_Work required_:
Every line with the string "Deserialize" in it belongs in your answer, so copy them all from the data.

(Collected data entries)
########
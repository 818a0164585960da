// src/config.rs
use crate::error::ConfigError;
use serde::{Deserialize, Serialize};
use std::path::Path;
use std::time::Duration;

/// Timing and asset settings for the player. Every field has a default, so a
/// partial JSON file only overrides what it names.
#[derive(Debug, Clone, PartialEq, Eq, Serialize, Deserialize)]
#[serde(default)]
pub struct PlayerConfig {
    /// Scheduler tick period.
    pub tick_interval_ms: u64,
    /// How long one renderer initialization attempt may take.
    pub attempt_timeout_ms: u64,
    /// Ceiling across all initialization attempts.
    pub overall_timeout_ms: u64,
    /// Pause between initialization attempts.
    pub retry_delay_ms: u64,
    pub max_retries: u32,
    /// Delay between renderer readiness and the preload probe.
    pub warmup_delay_ms: u64,
    pub sentinel_gesture: String,
    pub asset_dir: String,
    pub asset_extension: String,
}

impl Default for PlayerConfig {
    fn default() -> Self {
        Self {
            tick_interval_ms: 1000,
            attempt_timeout_ms: 5000,
            overall_timeout_ms: 30_000,
            retry_delay_ms: 1000,
            max_retries: 2,
            warmup_delay_ms: 2000,
            sentinel_gesture: "hello".to_string(),
            asset_dir: "SignFiles".to_string(),
            asset_extension: "sigml".to_string(),
        }
    }
}

impl PlayerConfig {
    /// Reads the config at `path`; a missing file yields the defaults.
    pub fn load(path: &Path) -> Result<Self, ConfigError> {
        match std::fs::read_to_string(path) {
            Ok(text) => Ok(serde_json::from_str(&text)?),
            Err(e) if e.kind() == std::io::ErrorKind::NotFound => Ok(Self::default()),
            Err(e) => Err(e.into()),
        }
    }

    pub fn tick_interval(&self) -> Duration {
        Duration::from_millis(self.tick_interval_ms)
    }

    pub fn attempt_timeout(&self) -> Duration {
        Duration::from_millis(self.attempt_timeout_ms)
    }

    pub fn overall_timeout(&self) -> Duration {
        Duration::from_millis(self.overall_timeout_ms)
    }

    pub fn retry_delay(&self) -> Duration {
        Duration::from_millis(self.retry_delay_ms)
    }

    pub fn warmup_delay(&self) -> Duration {
        Duration::from_millis(self.warmup_delay_ms)
    }
}

#[cfg(test)]
mod tests {
    use super::*;
    use std::io::Write;

    #[test]
    fn partial_file_overrides_only_named_fields() {
        let mut file = tempfile::NamedTempFile::new().unwrap();
        write!(file, r#"{{"tick_interval_ms": 250, "asset_dir": "assets"}}"#).unwrap();
        let config = PlayerConfig::load(file.path()).unwrap();
        assert_eq!(config.tick_interval(), Duration::from_millis(250));
        assert_eq!(config.asset_dir, "assets");
        assert_eq!(config.max_retries, 2);
        assert_eq!(config.sentinel_gesture, "hello");
    }

    #[test]
    fn missing_file_means_defaults() {
        let dir = tempfile::tempdir().unwrap();
        let config = PlayerConfig::load(&dir.path().join("player.json")).unwrap();
        assert_eq!(config, PlayerConfig::default());
    }

    #[test]
    fn bad_json_is_an_error() {
        let mut file = tempfile::NamedTempFile::new().unwrap();
        write!(file, "{{ tick_interval_ms: }}").unwrap();
        assert!(matches!(PlayerConfig::load(file.path()), Err(ConfigError::Parse(_))));
    }
}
########
_Written response_:
use serde::{Deserialize, Serialize};
#[derive(Debug, Clone, PartialEq, Eq, Serialize, Deserialize)]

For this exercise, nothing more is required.